Banker's method. This approach works a bit like health insurance. Each individual operation pays a certain amount to a central pot, but some operations that require more resources may pay for it with money from the central pot. The amount that each individual operation pays into the pot is set so that there is just enough to do all the work.

In the binary counter example, the only work is toggling a bit, so lets say that it costs \$1 to toggle a bit.  The question is, how much money do we need to allocate to each increment to have banked up enough to pay for all the toggles as they occur?

Of course, having just used the aggregate method, \$2 would be a good guess (though not a guarantee — maybe we run out along the way at some point, even though there is enough money later).

What happens on an increment?  Some number of low-order bits, say m (perhaps m = 0) change from 1 to 0, then the m-th bit changes from 0 to 1. We charge \$2 to each increment operation. We pay for flipping the m-th bit from 0 to 1 with \$1 of those \$2. The other \$1 we leave at the m-th bit for later use. For the m bits we had to change from 1 to 0, we pay for those with the \$1 left at those bits by previous operations.

In other words, we maintain the invariant that every 1-bit has \$1 associated with it that it can use the next time it has to flip back to 0.

This shows that the amortized cost of the increment is 2, and the overall time is O(n) for n increments.

## Queue

Earlier in the semester we saw a way of implementing a queue (FIFO) using two stacks (LIFO).  Say that our stack has three operations, push, pop and empty, each with cost 1.

We saw that a queue can be implemented as

• enqueue(x): push x onto stack1
• dequeue(): if stack2 is empty then pop the entire contents of stack1 pushing each element in turn onto stack 2.  Now pop from stack2 and return the result.

We've seen earlier that this algorithm is correct, now we will consider the running time in more detail.

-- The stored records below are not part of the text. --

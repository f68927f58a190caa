use geo::algorithm::bounding_rect::BoundingRect;
use geo::{MultiPolygon, Rect};
use geojson::GeoJson;
use std::fs::File;
use std::io::BufReader;
use std::path::{Path, PathBuf};
use thiserror::Error;
use tracing::warn;

#[derive(Debug, Error)]
pub enum CatalogError {
    #[error("boundary file not found: {0:?}")]
    NotFound(PathBuf),
    #[error("malformed boundary data: {0}")]
    Malformed(String),
}

#[derive(Debug, Clone)]
pub struct Region {
    pub name: String,
    pub geometry: MultiPolygon<f64>,
}

/// Immutable region boundary catalog, loaded once at startup.
#[derive(Debug, Clone)]
pub struct RegionCatalog {
    regions: Vec<Region>,
    names: Vec<String>,
}

impl RegionCatalog {
    pub fn empty() -> Self {
        RegionCatalog {
            regions: Vec::new(),
            names: Vec::new(),
        }
    }

    /// Loads a GeoJSON FeatureCollection, keeping only features that carry
    /// `name_property` and a polygonal geometry.
    pub fn load(path: &Path, name_property: &str) -> Result<Self, CatalogError> {
        let file = match File::open(path) {
            Ok(f) => f,
            Err(e) if e.kind() == std::io::ErrorKind::NotFound => {
                return Err(CatalogError::NotFound(path.to_path_buf()));
            }
            Err(e) => return Err(CatalogError::Malformed(format!("read failed: {e}"))),
        };
        let reader = BufReader::new(file);

        let geojson = GeoJson::from_reader(reader)
            .map_err(|e| CatalogError::Malformed(format!("parse failed: {e}")))?;

        let collection = match geojson {
            GeoJson::FeatureCollection(fc) => fc,
            _ => {
                return Err(CatalogError::Malformed(
                    "boundary data must be a FeatureCollection".to_string(),
                ));
            }
        };

        let mut regions: Vec<Region> = Vec::new();

        for feature in collection.features {
            let name_val = feature
                .properties
                .as_ref()
                .and_then(|props| props.get(name_property));

            let name = match name_val {
                Some(serde_json::Value::String(s)) => s.clone(),
                Some(serde_json::Value::Number(n)) => n.to_string(),
                _ => continue, // Skip if no name or not string/number
            };

            let geometry = match feature.geometry {
                Some(geom) => {
                    let converted: Result<geo::Geometry<f64>, _> = geom.value.try_into();
                    match converted {
                        Ok(geo::Geometry::MultiPolygon(mp)) => mp,
                        Ok(geo::Geometry::Polygon(p)) => MultiPolygon::new(vec![p]),
                        Ok(_) => continue, // Skip points/lines
                        Err(e) => {
                            warn!("Skipping region '{}': bad geometry: {:?}", name, e);
                            continue;
                        }
                    }
                }
                None => continue,
            };

            // First feature wins on duplicate names
            if regions.iter().any(|r| r.name == name) {
                continue;
            }

            regions.push(Region { name, geometry });
        }

        let mut names: Vec<String> = regions.iter().map(|r| r.name.clone()).collect();
        names.sort();

        if names.is_empty() {
            warn!(
                "No region names found in {:?} using property '{}'",
                path, name_property
            );
        }

        Ok(RegionCatalog { regions, names })
    }

    /// Region names, lexicographically sorted.
    pub fn names(&self) -> &[String] {
        &self.names
    }

    pub fn contains(&self, name: &str) -> bool {
        self.regions.iter().any(|r| r.name == name)
    }

    pub fn is_empty(&self) -> bool {
        self.regions.is_empty()
    }

    /// Minimal bounding box of a region's geometry. None for unknown names
    /// or geometry whose bounds cannot be computed.
    pub fn bounds_of(&self, name: &str) -> Option<Rect<f64>> {
        let region = self.regions.iter().find(|r| r.name == name)?;
        match region.geometry.bounding_rect() {
            Some(rect) => Some(rect),
            None => {
                warn!("Could not compute bounds for region '{}'", name);
                None
            }
        }
    }

    /// Bounding box covering every region in the catalog.
    pub fn union_bounds(&self) -> Option<Rect<f64>> {
        let mut rects = self
            .regions
            .iter()
            .filter_map(|r| r.geometry.bounding_rect());
        let first = rects.next()?;
        Some(rects.fold(first, |acc, r| {
            Rect::new(
                geo::Coord {
                    x: acc.min().x.min(r.min().x),
                    y: acc.min().y.min(r.min().y),
                },
                geo::Coord {
                    x: acc.max().x.max(r.max().x),
                    y: acc.max().y.max(r.max().y),
                },
            )
        }))
    }

    /// Re-emits the catalog as a GeoJSON FeatureCollection with a single
    /// property per feature: the configured name key.
    pub fn feature_collection(&self, name_property: &str) -> geojson::FeatureCollection {
        let features = self
            .regions
            .iter()
            .map(|region| {
                let mut props = geojson::JsonObject::new();
                props.insert(
                    name_property.to_string(),
                    serde_json::Value::String(region.name.clone()),
                );
                geojson::Feature {
                    bbox: None,
                    geometry: Some(geojson::Geometry::new(geojson::Value::from(
                        &region.geometry,
                    ))),
                    id: None,
                    properties: Some(props),
                    foreign_members: None,
                }
            })
            .collect();

        geojson::FeatureCollection {
            bbox: None,
            features,
            foreign_members: None,
        }
    }
}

A conventional worst case analysis would establish that dequeue takes O(n) time, but this is clearly a weak bound for a sequence of operations, because very few dequeues actually take that long.  Thus O(n2) is not a very accurate characterization of the time needed for a sequence of n enqueue and dequeue operations, even though in the worst case an individual dequeue can take O(n) time.

To simplify the amortized analysis, we will consider only the cost of the push and pop operations and not of checking whether stack2 is empty.

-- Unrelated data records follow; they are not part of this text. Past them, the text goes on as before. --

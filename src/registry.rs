//! Which tags are widgets, and how to render them.

use std::{collections::BTreeMap, rc::Rc};

use kstring::KString;

use crate::{api::ApiClient,
            fixtures::{Fixtures, WidgetDescriptor},
            renderer::TemplateRenderer,
            target::AttachTarget,
            template::Interpolator,
            transport::Transport,
            info};


#[derive(thiserror::Error, Debug, PartialEq)]
pub enum RegistryError {
    #[error("widget tag {0:?} is already registered")]
    DuplicateTag(String),
}

/// The capability to render one registered widget, handed to the
/// host for every instance of the tag it finds.
#[derive(Clone)]
pub struct RenderTrigger {
    descriptor: Rc<WidgetDescriptor>,
    renderer: TemplateRenderer,
}

impl RenderTrigger {
    pub fn tag(&self) -> &str {
        &self.descriptor.tag
    }

    /// Start rendering one instance into `target`.
    pub fn fire(&self, target: Box<dyn AttachTarget>) {
        self.renderer.render(self.descriptor.clone(), target)
    }
}

pub struct WidgetRegistry {
    renderer: TemplateRenderer,
    widgets: BTreeMap<KString, Rc<WidgetDescriptor>>,
}

impl WidgetRegistry {
    pub fn new(renderer: TemplateRenderer) -> Self {
        WidgetRegistry { renderer, widgets: BTreeMap::new() }
    }

    /// A tag can be registered once; a second registration is
    /// refused, the first descriptor stays.
    pub fn register(&mut self, descriptor: WidgetDescriptor) -> Result<(), RegistryError> {
        if self.widgets.contains_key(&descriptor.tag) {
            return Err(RegistryError::DuplicateTag(descriptor.tag.to_string()))
        }
        info!("registering widget {:?} ({} models)",
              descriptor.tag.as_str(), descriptor.models.len());
        self.widgets.insert(descriptor.tag.clone(), Rc::new(descriptor));
        Ok(())
    }

    /// The widgets of `fixtures`, rendered through `transport` with
    /// the fixtures' settings and the default compiler.
    pub fn from_fixtures(
        transport: Rc<dyn Transport>,
        fixtures: &Fixtures
    ) -> Result<Self, RegistryError> {
        let settings = Rc::new(fixtures.settings.clone());
        let api = Rc::new(ApiClient::new(transport, &settings.default_api_url));
        let mut registry = WidgetRegistry::new(
            TemplateRenderer::new(api, settings, Rc::new(Interpolator)));
        registry.register_all(fixtures)?;
        Ok(registry)
    }

    pub fn register_all(&mut self, fixtures: &Fixtures) -> Result<(), RegistryError> {
        for w in &fixtures.widgets {
            self.register(w.clone())?;
        }
        Ok(())
    }

    pub fn lookup(&self, tag: &str) -> Option<&WidgetDescriptor> {
        self.widgets.get(tag).map(|d| &**d)
    }

    pub fn is_widget(&self, tag: &str) -> bool {
        self.widgets.contains_key(tag)
    }

    /// Sorted.
    pub fn tags(&self) -> impl Iterator<Item = &str> {
        self.widgets.keys().map(|k| k.as_str())
    }

    pub fn render_trigger(&self, tag: &str) -> Option<RenderTrigger> {
        let descriptor = self.widgets.get(tag)?.clone();
        Some(RenderTrigger { descriptor, renderer: self.renderer.clone() })
    }
}


#[cfg(test)]
mod tests {
    use super::*;
    use anyhow::Result;
    use serde_json::json;

    use crate::{fixtures::{ModelRequest, Settings},
                target::SharedBuffer,
                transport::testing::ScriptedTransport};

    fn registry() -> (Rc<ScriptedTransport>, WidgetRegistry) {
        let transport = Rc::new(ScriptedTransport::new());
        let api = Rc::new(ApiClient::new(transport.clone(), "/api/"));
        let renderer = TemplateRenderer::new(api, Rc::new(Settings::default()),
                                             Rc::new(Interpolator));
        (transport, WidgetRegistry::new(renderer))
    }

    #[test]
    fn t_register_and_lookup() -> Result<()> {
        let (_, mut r) = registry();
        r.register(WidgetDescriptor::new("sidebar", vec![ModelRequest::new("category")])?)?;
        r.register(WidgetDescriptor::new("header", vec![])?)?;
        assert!(r.is_widget("sidebar"));
        assert!(!r.is_widget("footer"));
        assert_eq!(r.lookup("sidebar").map(|d| d.models.len()), Some(1));
        assert_eq!(r.tags().collect::<Vec<_>>(), vec!["header", "sidebar"]);
        assert!(r.render_trigger("footer").is_none());
        Ok(())
    }

    #[test]
    fn t_duplicate_keeps_first() -> Result<()> {
        let (_, mut r) = registry();
        r.register(WidgetDescriptor::new("header", vec![])?.with_template("first"))?;
        assert_eq!(r.register(WidgetDescriptor::new("header", vec![])?.with_template("second")),
                   Err(RegistryError::DuplicateTag("header".into())));
        assert_eq!(r.lookup("header").and_then(|d| d.template.as_deref()), Some("first"));
        Ok(())
    }

    #[test]
    fn t_register_all() -> Result<()> {
        let (_, mut r) = registry();
        let f = Fixtures::from_json_str(
            r#"{"widgets": [{"name": "header"}, {"name": "sidebar"}]}"#)?;
        r.register_all(&f)?;
        assert_eq!(r.tags().count(), 2);
        // the same table again collides on the first tag
        assert_eq!(r.register_all(&f), Err(RegistryError::DuplicateTag("header".into())));
        Ok(())
    }

    #[test]
    fn t_from_fixtures() -> Result<()> {
        let transport = Rc::new(ScriptedTransport::new());
        let f = Fixtures::from_json_str(
            r#"{"widgets": [{"name": "header", "template": "<h1>{{x.y}}</h1>",
                             "models": [{"model": "thing", "scope_key": "x"}]}],
                "settings": {"default_api_url": "/v2/api/",
                             "default_models_data_path": "data"}}"#)?;
        let r = WidgetRegistry::from_fixtures(transport.clone(), &f)?;
        let out = SharedBuffer::new();
        r.render_trigger("header").expect("registered").fire(Box::new(out.clone()));
        assert_eq!(transport.requests()[0].url.as_str(), "/v2/api/");
        transport.respond(0, json!({"y": "Y"}));
        assert_eq!(out.contents(), vec!["<h1>Y</h1>".to_string()]);
        Ok(())
    }

    #[test]
    fn t_trigger_renders_each_instance() -> Result<()> {
        let (transport, mut r) = registry();
        r.register(WidgetDescriptor::new("sidebar", vec![ModelRequest::new("category")])?
                   .with_template("<b>{{category.0}}</b>"))?;
        let trigger = r.render_trigger("sidebar").expect("registered");
        assert_eq!(trigger.tag(), "sidebar");
        let (a, b) = (SharedBuffer::new(), SharedBuffer::new());
        trigger.fire(Box::new(a.clone()));
        trigger.fire(Box::new(b.clone()));
        assert_eq!(transport.waiting(), vec![0, 1]);
        transport.respond(0, json!({"models": ["1"]}));
        transport.respond(1, json!({"models": ["2"]}));
        assert_eq!(a.contents(), vec!["<b>1</b>".to_string()]);
        assert_eq!(b.contents(), vec!["<b>2</b>".to_string()]);
        Ok(())
    }
}
//! Client for the model API: one request per call, the result (or a
//! part of it) handed to a callback.

use std::rc::Rc;

use kstring::KString;
use serde_json::Value;

use crate::{json_path::resolve,
            transport::{Transport, ApiRequest, Params},
            nowarn as warn};


pub struct ApiClient {
    transport: Rc<dyn Transport>,
    endpoint: KString,
}

impl ApiClient {
    /// `endpoint` is used for all requests that don't bring their own
    /// URL.
    pub fn new(transport: Rc<dyn Transport>, endpoint: &str) -> Self {
        ApiClient {
            transport,
            endpoint: KString::from_ref(endpoint),
        }
    }

    pub fn endpoint(&self) -> &str {
        &self.endpoint
    }

    /// Issue a request with `params` against the endpoint (or `url`
    /// if given). Without `path`, `callback` gets the whole response
    /// envelope; with it, the chunk at that dot-path, `None` if it
    /// doesn't exist. `callback` is never run if the request doesn't
    /// complete.
    pub fn get<F>(&self, url: Option<&str>, params: Params, path: Option<&str>, callback: F)
    where F: FnOnce(Option<Value>) + 'static
    {
        let request = ApiRequest {
            url: url.map(KString::from_ref).unwrap_or_else(|| self.endpoint.clone()),
            params,
        };
        warn!("ApiClient::get {request:?} {path:?}");
        match path {
            None => self.transport.send(request, Box::new(
                move |response| callback(Some(response)))),
            Some(path) => {
                let path = path.to_string();
                self.transport.send(request, Box::new(
                    move |response| callback(resolve(&response, &path))))
            }
        }
    }
}


#[cfg(test)]
mod tests {
    use super::*;
    use std::cell::RefCell;
    use serde_json::json;

    use crate::transport::testing::ScriptedTransport;

    fn params(model: &str) -> Params {
        vec![(KString::from_static("model"), KString::from_ref(model))]
    }

    #[test]
    fn t_get_raw_and_path() {
        let transport = Rc::new(ScriptedTransport::new());
        let api = ApiClient::new(transport.clone(), "/api/");
        let got: Rc<RefCell<Vec<Option<Value>>>> = Default::default();

        let g = got.clone();
        api.get(None, params("category"), None, move |v| g.borrow_mut().push(v));
        let g = got.clone();
        api.get(Some("/other/"), params("category"), Some("data.models.0.name"),
                move |v| g.borrow_mut().push(v));
        let g = got.clone();
        api.get(None, params("category"), Some("data.nothing"),
                move |v| g.borrow_mut().push(v));

        // exactly one request per call, nothing delivered yet
        let requests = transport.requests();
        assert_eq!(requests.len(), 3);
        assert_eq!(requests[0].url.as_str(), "/api/");
        assert_eq!(requests[1].url.as_str(), "/other/");
        assert_eq!(requests[0].param("model"), Some("category"));
        assert!(got.borrow().is_empty());

        let body = json!({"models": ["{\"name\": \"Fiction\"}"]});
        transport.respond(1, body.clone());
        transport.respond(0, body.clone());
        transport.respond(2, body.clone());
        assert_eq!(*got.borrow(),
                   vec![Some(json!("Fiction")),
                        Some(json!({"data": body, "status": 200})),
                        None]);
    }
}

Aggregate method.  Each element is clearly pushed at most twice and popped at most twice, at most once from each stack.  If an element is enqueued and never dequeued, then it is pushed at most twice and popped at most once. Thus the amortized cost of each enqueue is 3 and of each dequeue is 1.

Banker's method. Each enqueue will be charged \$3. This will cover the \$2 cost of popping it and pushing it from stack1 to stack2 if that ever needs to be done, plus \$1 for the initial push onto stack1.  The dequeue operations cost \$1 to pop from stack2.

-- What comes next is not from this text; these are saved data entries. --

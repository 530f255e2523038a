//! Printing statements to stderr, for warnings and (optionally)
//! progress information.

use std::sync::atomic::AtomicBool;

/// Whether `info!` prints anything. Changed via
/// `awidget::warn::DO_INFO.store(true, std::sync::atomic::Ordering::SeqCst);`
pub static DO_INFO: AtomicBool = AtomicBool::new(false);

#[macro_export]
macro_rules! warn {
    ($formatstr:expr $(,$arg:expr)*) => { {
        use std::io::Write;
        let mut outp = std::io::BufWriter::new(std::io::stderr().lock());
        let _ = write!(&mut outp, "W: ");
        let _ = write!(&mut outp, $formatstr $(,$arg)*);
        let _ = writeln!(&mut outp, " at {:?} line {}", file!(), line!());
        let _ = outp.flush();
    } }
}

#[macro_export]
macro_rules! nowarn {
    ($formatstr:expr $(,$arg:expr)*) => {
    }
}

/// Like `warn!` but only prints if `DO_INFO` is set, and without
/// the source location.
#[macro_export]
macro_rules! info {
    { $fmt:expr $(,$arg:expr)* } => {
        if $crate::warn::DO_INFO.load(std::sync::atomic::Ordering::SeqCst) {
            use std::io::Write;
            let mut outp = std::io::BufWriter::new(std::io::stderr().lock());
            let _ = write!(&mut outp, "I: ");
            let _ = write!(&mut outp, $fmt $(,$arg)*);
            let _ = writeln!(&mut outp);
            let _ = outp.flush();
        }
    }
}

pub mod warn;
pub mod io_util;
pub mod config;
pub mod json_path;
pub mod fixtures;
pub mod context;
pub mod transport;
pub mod api;
pub mod sequencer;
pub mod template;
pub mod target;
pub mod renderer;
pub mod registry;
pub mod page;
pub mod model_store;
pub mod accesslog;
pub mod api_server;
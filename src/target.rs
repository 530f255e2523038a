//! Where compiled widget output goes.

use std::{cell::RefCell, rc::Rc};

/// The place a rendered widget is attached to. `append` is the
/// terminal action of a render, called at most once per render.
pub trait AttachTarget {
    fn append(&mut self, html: String);
}

/// Collects everything appended to it, shared with whoever wants to
/// look at it afterwards.
#[derive(Debug, Clone, Default)]
pub struct SharedBuffer(Rc<RefCell<Vec<String>>>);

impl SharedBuffer {
    pub fn new() -> Self {
        Self::default()
    }

    pub fn contents(&self) -> Vec<String> {
        self.0.borrow().clone()
    }

    pub fn is_empty(&self) -> bool {
        self.0.borrow().is_empty()
    }
}

impl AttachTarget for SharedBuffer {
    fn append(&mut self, html: String) {
        self.0.borrow_mut().push(html)
    }
}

Note that the analysis in both cases seems to charge more for storing than removing, even though in the code it is the other way around.  Amortized analysis bounds the overall sequence, which in this case depends on how much stuff is stored in the data structure.  It does not bound the individual operations.

## Potential Functions (Physicist's Method)

This is a more formal version of the banker's method.  Instead of distributing money across items in the data structure, we will keep money in a piggy bank, as what's really important is that we have enough money to pay for operations as they happen.  The amount of money in the bank depends only on the current state of the data structure. This is the value of the potential function Φ.

For each of the problems considered above we can write down a potential function. For the counter problem,

Φ(counter) = number of 1 bits in the counter.

For the queue implemented with two stacks,

Φ(queue) = 2 * size of stack 1.

If the data structure changes from state S to state S' as the result of doing some operation, the amortized cost of the operation is defined as

amortized cost = actual cost + Φ(S') − Φ(S),

which is simply the amount of additional money that we need to maintain our piggy bank and pay for the work.

If the potential is nonnegative and starts at 0, then the sum of the actual costs is bounded by the sum of the amortized costs.